While tech giants rely on banks to process payments via bank-issued credit and debit cards, some – like Apple – charge lenders a fee for those transactions. The CFPB has also expressed concern that tech companies could be monetizing customer data and compromising user privacy.
According to McKinsey research cited by the CFPB, big tech companies, by some measures, have surpassed regional and community banks in terms of consumer trust related to digital payments. Without regulatory scrutiny, they could leverage their growing dominance of consumer payments to capture other services like lending and card issuing, analysts said.
Worried by this trend, the banking industry has been lobbying financial regulators to crack down on tech giants, arguing in public letters, blogs and congressional testimony that they are putting consumers’ privacy at risk.
They called for the CFPB to invoke its authority under the 2010 Dodd-Frank law to designate “larger participants” in the nonbank market for consumer financial products. Washington trade group the Bank Policy Institute is among those leading that campaign.
“It’s just not necessarily always clear to your average consumer what the differences are between a regulated and insured bank versus a totally unregulated tech company,” said Paige Pidano Paridon, senior associate general counsel at BPI.
Banks, for example, are required by law to disclose their information-sharing practices to their customers and face limits on what consumer data they can share with third parties.
‘LEG UP’
Representatives for Big Tech have accused the CFPB of trying to protect traditional lenders.
The Chamber of Progress, a tech industry coalition whose partners include Apple and Google, said last week the proposal was “more about giving Wall Street a leg up” than protecting consumers. The CFPB did not address a query on that claim.
Chopra has also been critical of bank practices and has targeted the fees they charge consumers, among other measures.

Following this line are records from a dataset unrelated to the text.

//! Record builders shared by unit tests

use chrono::{DateTime, Duration, TimeZone, Utc};

use crate::report::{Embedding, ReportRecord, WasteType};

fn base_date() -> DateTime<Utc> {
  Utc.with_ymd_and_hms(2025, 3, 1, 8, 0, 0).unwrap()
}

pub fn report(id: i64) -> ReportRecord {
  report_at(id, id)
}

/// Report submitted `minutes` after a fixed base date
pub fn report_at(id: i64, minutes: i64) -> ReportRecord {
  let embedding = Embedding::new(vec![1.0, id as f32, 0.5]).unwrap();
  ReportRecord::new(id, embedding, base_date() + Duration::minutes(minutes))
}

pub fn typed_report(id: i64, waste_type: &str, severity: f64) -> ReportRecord {
  let mut record = report(id);
  record.waste_type =
    Some(WasteType { name: waste_type.to_string(), recyclable: None, hazard_level: None });
  record.severity_score = Some(severity);
  record.confidence_score = Some(80.0);
  record
}

pub fn scored_report(id: i64, severity: f64, confidence: f64, volume: f64) -> ReportRecord {
  let mut record = report(id);
  record.severity_score = Some(severity);
  record.confidence_score = Some(confidence);
  record.estimated_volume = Some(volume);
  record
}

While Big Tech companies have deep pockets and plenty of resources to handle the new scrutiny, the rule could limit how they use and protect consumer data.
Legal experts also said the CFPB clearly has the authority to regulate Big Tech’s payment businesses, suggesting the industry may not fight the proposal. The CFPB is accepting public feedback on the proposal until early 2024.
“From the perspective of large technology companies, you might even prefer to be supervised, because the agency is not going away,” said John Coleman, a partner at Orrick, Herrington & Sutcliffe.